__Entries taken from a collection__:
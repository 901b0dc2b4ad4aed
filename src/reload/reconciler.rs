//! Applies `logs` config changes to live loggers

use super::snapshot::{AppenderConfig, LoggerConfig, LoggerConfigSet};
use crate::appenders::AppenderFactory;
use crate::config::{ConfigCell, ConfigRegistry};
use crate::core::{
    Appender, LogFormatter, Logger, LoggerError, LoggerRegistry, Result, ROOT_LOGGER_NAME,
};
use parking_lot::{const_mutex, Mutex};
use std::sync::Arc;

/// Config key holding the logger topology
pub const LOGS_CONFIG_KEY: &str = "logs";

static GLOBAL_INSTALL: Mutex<Option<Arc<ConfigCell<LoggerConfigSet>>>> = const_mutex(None);

/// Install a reconciler on the global config and logger registries.
///
/// Idempotent while the installed `logs` cell is still the one registered
/// globally. After [`ConfigRegistry::reset`] drops it, the next call
/// subscribes to the fresh cell.
pub fn init() -> Result<Arc<ConfigCell<LoggerConfigSet>>> {
    let config = ConfigRegistry::global();
    let mut installed = GLOBAL_INSTALL.lock();

    if let Some(ref cell) = *installed {
        let current = config.find::<LoggerConfigSet>(LOGS_CONFIG_KEY)?;
        if current.is_some_and(|current| Arc::ptr_eq(&current, cell)) {
            return Ok(Arc::clone(cell));
        }
    }

    let reconciler = ReloadReconciler::new(
        LoggerRegistry::global(),
        Arc::new(AppenderFactory::with_defaults()),
    );
    let (cell, _key) = reconciler.install(&config)?;
    *installed = Some(Arc::clone(&cell));
    Ok(cell)
}

/// Diffs two logger config sets and mutates the logger registry to match
/// the new one.
///
/// A snapshot identical to its previous version is skipped entirely. Any
/// other snapshot rebuilds its logger: appenders are recreated from the
/// descriptors and swapped in as one list. Loggers that disappear from the set are removed,
/// except root.
#[derive(Clone)]
pub struct ReloadReconciler {
    loggers: Arc<LoggerRegistry>,
    factory: Arc<AppenderFactory>,
}

/// Descriptor with its patterns already compiled
struct PreparedAppender<'a> {
    config: &'a AppenderConfig,
    formatter: Option<Arc<LogFormatter>>,
}

impl ReloadReconciler {
    pub fn new(loggers: Arc<LoggerRegistry>, factory: Arc<AppenderFactory>) -> Self {
        Self { loggers, factory }
    }

    pub fn loggers(&self) -> &Arc<LoggerRegistry> {
        &self.loggers
    }

    pub fn factory(&self) -> &Arc<AppenderFactory> {
        &self.factory
    }

    /// Look up the `logs` cell in `config` and subscribe to it.
    ///
    /// Returns the cell and the listener key.
    pub fn install(&self, config: &ConfigRegistry) -> Result<(Arc<ConfigCell<LoggerConfigSet>>, u64)> {
        let cell = config.lookup(
            LOGS_CONFIG_KEY,
            LoggerConfigSet::new(),
            "logger topology",
        )?;
        let reconciler = self.clone();
        let key = cell.add_listener(move |old: &LoggerConfigSet, new: &LoggerConfigSet| {
            reconciler.apply(old, new)
        });
        Ok((cell, key))
    }

    /// Bring the registry from `old` to `new`.
    ///
    /// Every entry is attempted; the first error is returned at the end.
    pub fn apply(&self, old: &LoggerConfigSet, new: &LoggerConfigSet) -> Result<()> {
        let mut first_error = None;

        for config in new.iter() {
            let logger = self.loggers.get_logger(&config.name);
            if old.get(&config.name) == Some(config) {
                continue;
            }
            if let Err(e) = self.rebuild(&logger, config) {
                eprintln!(
                    "[LOGGER ERROR] Failed to apply config of logger '{}': {}",
                    config.name, e
                );
                first_error.get_or_insert(e);
            }
        }

        for config in old.iter() {
            if !new.contains(&config.name) && config.name != ROOT_LOGGER_NAME {
                self.loggers.del_logger(&config.name);
            }
        }

        match first_error {
            Some(e) => Err(e),
            None => Ok(()),
        }
    }

    fn rebuild(&self, logger: &Arc<Logger>, config: &LoggerConfig) -> Result<()> {
        let is_root = config.name == ROOT_LOGGER_NAME;

        // nothing is touched unless every pattern and kind checks out
        let logger_formatter = match config.formatter {
            Some(ref pattern) => Some(compile(pattern)?),
            None => None,
        };
        let mut prepared = Vec::with_capacity(config.appenders.len());
        for descriptor in &config.appenders {
            if !self.factory.contains(&descriptor.kind) {
                return Err(LoggerError::appender_config(
                    descriptor.kind.clone(),
                    "unknown appender type",
                ));
            }
            let formatter = match descriptor.formatter {
                Some(ref pattern) => Some(compile(pattern)?),
                None => None,
            };
            prepared.push(PreparedAppender {
                config: descriptor,
                formatter,
            });
        }

        let mut first_error = None;
        let mut root_console_config = None;
        let mut built: Vec<Arc<dyn Appender>> = Vec::with_capacity(prepared.len());
        for item in prepared {
            if is_root && item.config.kind.eq_ignore_ascii_case("console") {
                // root owns its console appender; only the first descriptor tunes it
                root_console_config.get_or_insert(item);
                continue;
            }
            match self.factory.create(item.config) {
                Ok(appender) => {
                    apply_settings(appender.as_ref(), &item);
                    built.push(appender);
                }
                Err(e) => {
                    eprintln!(
                        "[LOGGER ERROR] Skipping {} appender of logger '{}': {}",
                        item.config.kind, config.name, e
                    );
                    first_error.get_or_insert(e);
                }
            }
        }

        if is_root {
            let console = self.loggers.root_console();
            console.settings().reset();
            if let Some(ref item) = root_console_config {
                apply_settings(console.as_ref(), item);
            }
            built.insert(0, console);
        }

        logger.set_level(config.level);
        if let Some(formatter) = logger_formatter {
            if formatter.pattern() != logger.formatter().pattern() {
                logger.set_formatter_arc(formatter)?;
            }
        }
        logger.replace_appenders(built);

        match first_error {
            Some(e) => Err(e),
            None => Ok(()),
        }
    }
}

fn compile(pattern: &str) -> Result<Arc<LogFormatter>> {
    let formatter = LogFormatter::new(pattern);
    if formatter.is_error() {
        return Err(LoggerError::invalid_pattern(pattern));
    }
    Ok(Arc::new(formatter))
}

fn apply_settings(appender: &dyn Appender, item: &PreparedAppender<'_>) {
    let settings = appender.settings();
    if let Some(level) = item.config.level {
        settings.set_level(level);
    }
    if let Some(ref formatter) = item.formatter {
        settings.set_formatter(Arc::clone(formatter));
    }
}

#[cfg(test)]
mod tests {
    use super::*;
    use crate::appenders::MemoryAppender;
    use crate::core::LogLevel;
    use std::collections::HashMap;
    use tempfile::TempDir;

    /// Reconciler whose `memory` kind hands out appenders the test can inspect
    fn fixture() -> (ReloadReconciler, Arc<Mutex<HashMap<String, Arc<MemoryAppender>>>>) {
        let created = Arc::new(Mutex::new(HashMap::new()));
        let factory = AppenderFactory::with_defaults();
        let sink = Arc::clone(&created);
        factory.register("memory", move |config: &AppenderConfig| {
            let appender = Arc::new(MemoryAppender::new());
            let tag = config
                .file
                .as_ref()
                .map(|p| p.display().to_string())
                .unwrap_or_default();
            sink.lock().insert(tag, Arc::clone(&appender));
            Ok(appender as Arc<dyn Appender>)
        });
        let reconciler = ReloadReconciler::new(Arc::new(LoggerRegistry::new()), Arc::new(factory));
        (reconciler, created)
    }

    fn memory(tag: &str) -> AppenderConfig {
        AppenderConfig {
            kind: "memory".to_string(),
            file: Some(tag.into()),
            ..AppenderConfig::default()
        }
    }

    fn set(configs: Vec<LoggerConfig>) -> LoggerConfigSet {
        configs.into()
    }

    #[test]
    fn test_creates_logger_with_appenders() {
        let (reconciler, created) = fixture();
        let new = set(vec![LoggerConfig::new("svc", LogLevel::Info)
            .with_formatter("%p %m")
            .with_appender(memory("a"))
            .with_appender(memory("b").with_level(LogLevel::Error).with_formatter("B:%m"))]);

        reconciler.apply(&LoggerConfigSet::new(), &new).unwrap();

        let svc = reconciler.loggers().find("svc").unwrap();
        assert_eq!(svc.level(), LogLevel::Info);
        assert_eq!(svc.formatter().pattern(), "%p %m");
        assert_eq!(svc.appenders().len(), 2);

        svc.info("hello");
        svc.error("boom");
        let created = created.lock();
        assert_eq!(created["a"].lines(), vec!["INFO hello", "ERROR boom"]);
        assert_eq!(created["b"].lines(), vec!["B:boom"]);
    }

    #[test]
    fn test_identical_snapshot_keeps_appenders() {
        let (reconciler, _) = fixture();
        let config = set(vec![LoggerConfig::new("svc", LogLevel::Info).with_appender(memory("a"))]);

        reconciler.apply(&LoggerConfigSet::new(), &config).unwrap();
        let before = reconciler.loggers().find("svc").unwrap().appenders();

        reconciler.apply(&config, &config.clone()).unwrap();
        let after = reconciler.loggers().find("svc").unwrap().appenders();

        assert!(Arc::ptr_eq(&before[0], &after[0]));
    }

    #[test]
    fn test_changed_snapshot_rebuilds() {
        let (reconciler, _) = fixture();
        let old = set(vec![LoggerConfig::new("svc", LogLevel::Info).with_appender(memory("a"))]);
        let new = set(vec![LoggerConfig::new("svc", LogLevel::Warn)
            .with_appender(memory("a"))
            .with_appender(memory("b"))]);

        reconciler.apply(&LoggerConfigSet::new(), &old).unwrap();
        let before = reconciler.loggers().find("svc").unwrap().appenders();
        reconciler.apply(&old, &new).unwrap();
        let svc = reconciler.loggers().find("svc").unwrap();

        assert_eq!(svc.level(), LogLevel::Warn);
        assert_eq!(svc.appenders().len(), 2);
        assert!(!Arc::ptr_eq(&before[0], &svc.appenders()[0]));
    }

    #[test]
    fn test_removed_logger_is_deleted() {
        let (reconciler, _) = fixture();
        let old = set(vec![
            LoggerConfig::new("svc", LogLevel::Info),
            LoggerConfig::new("root", LogLevel::Warn),
        ]);

        reconciler.apply(&LoggerConfigSet::new(), &old).unwrap();
        assert!(reconciler.loggers().contains("svc"));

        reconciler.apply(&old, &LoggerConfigSet::new()).unwrap();
        assert!(!reconciler.loggers().contains("svc"));
        assert!(reconciler.loggers().contains("root"));
    }

    #[test]
    fn test_invalid_pattern_leaves_logger_untouched() {
        let (reconciler, _) = fixture();
        let good = set(vec![LoggerConfig::new("svc", LogLevel::Info).with_appender(memory("a"))]);
        reconciler.apply(&LoggerConfigSet::new(), &good).unwrap();

        let bad = set(vec![LoggerConfig::new("svc", LogLevel::Error)
            .with_appender(memory("b").with_formatter("%d{%Y"))]);
        let result = reconciler.apply(&good, &bad);

        assert!(matches!(result, Err(LoggerError::InvalidPattern { .. })));
        let svc = reconciler.loggers().find("svc").unwrap();
        assert_eq!(svc.level(), LogLevel::Info);
        assert_eq!(svc.appenders().len(), 1);
    }

    #[test]
    fn test_unknown_kind_is_rejected_but_others_apply() {
        let (reconciler, _) = fixture();
        let new = set(vec![
            LoggerConfig::new("a.svc", LogLevel::Info).with_appender(AppenderConfig {
                kind: "syslog".to_string(),
                ..AppenderConfig::default()
            }),
            LoggerConfig::new("b.svc", LogLevel::Error),
        ]);

        let result = reconciler.apply(&LoggerConfigSet::new(), &new);
        assert!(matches!(result, Err(LoggerError::AppenderConfig { .. })));
        assert_eq!(reconciler.loggers().find("b.svc").unwrap().level(), LogLevel::Error);
    }

    #[test]
    fn test_unopenable_file_is_skipped() {
        let (reconciler, created) = fixture();
        let dir = TempDir::new().unwrap();
        let new = set(vec![LoggerConfig::new("svc", LogLevel::Info)
            .with_appender(AppenderConfig::file(dir.path().join("missing").join("x.log")))
            .with_appender(memory("a"))]);

        let result = reconciler.apply(&LoggerConfigSet::new(), &new);
        assert!(matches!(result, Err(LoggerError::IoOperation { .. })));

        let svc = reconciler.loggers().find("svc").unwrap();
        assert_eq!(svc.appenders().len(), 1);
        svc.info("delivered");
        assert_eq!(created.lock()["a"].len(), 1);
    }

    #[test]
    fn test_root_console_is_tuned_not_duplicated() {
        let (reconciler, created) = fixture();
        let console = reconciler.loggers().root_console();
        let new = set(vec![LoggerConfig::new("root", LogLevel::Warn)
            .with_appender(AppenderConfig::console().with_level(LogLevel::Error).with_formatter("%m%n"))
            .with_appender(memory("r"))]);

        reconciler.apply(&LoggerConfigSet::new(), &new).unwrap();

        let root = reconciler.loggers().root();
        let appenders = root.appenders();
        assert_eq!(appenders.len(), 2);
        assert!(Arc::ptr_eq(&appenders[0], &console));
        assert_eq!(console.settings().level(), LogLevel::Error);
        assert!(console.settings().has_explicit_formatter());
        assert_eq!(root.level(), LogLevel::Warn);
        assert!(created.lock().contains_key("r"));

        // dropping the descriptor restores the console defaults
        let plain = set(vec![LoggerConfig::new("root", LogLevel::Info)]);
        reconciler.apply(&new, &plain).unwrap();
        assert_eq!(root.appenders().len(), 1);
        assert_eq!(console.settings().level(), LogLevel::Debug);
        assert!(!console.settings().has_explicit_formatter());
    }

    #[test]
    fn test_formatter_kept_when_not_declared() {
        let (reconciler, _) = fixture();
        let first = set(vec![LoggerConfig::new("svc", LogLevel::Info).with_formatter("%m")]);
        let second = set(vec![LoggerConfig::new("svc", LogLevel::Warn)]);

        reconciler.apply(&LoggerConfigSet::new(), &first).unwrap();
        reconciler.apply(&first, &second).unwrap();

        assert_eq!(reconciler.loggers().find("svc").unwrap().formatter().pattern(), "%m");
    }

    #[test]
    fn test_install_reacts_to_document_load() {
        let (reconciler, created) = fixture();
        let config = ConfigRegistry::new();
        let (cell, key) = reconciler.install(&config).unwrap();
        assert!(cell.get_listener(key).is_some());

        config
            .load_from_str(
                r#"{"logs": [{"name": "svc", "level": "ERROR",
                    "appenders": [{"type": "memory", "file": "m"}]}]}"#,
            )
            .unwrap();

        let svc = reconciler.loggers().find("svc").unwrap();
        assert_eq!(svc.level(), LogLevel::Error);
        svc.error("seen");
        assert_eq!(created.lock()["m"].len(), 1);

        config.load_from_str(r#"{"logs": []}"#).unwrap();
        assert!(!reconciler.loggers().contains("svc"));
    }
}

__WHAT THIS TASK INVOLVES__:
Find the lines above with the word "ConfigRegistry". Copy them out.

__RESULT BELOW__:
use crate::config::{ConfigCell, ConfigRegistry};
/// globally. After [`ConfigRegistry::reset`] drops it, the next call
    let config = ConfigRegistry::global();
    pub fn install(&self, config: &ConfigRegistry) -> Result<(Arc<ConfigCell<LoggerConfigSet>>, u64)> {
        let config = ConfigRegistry::new();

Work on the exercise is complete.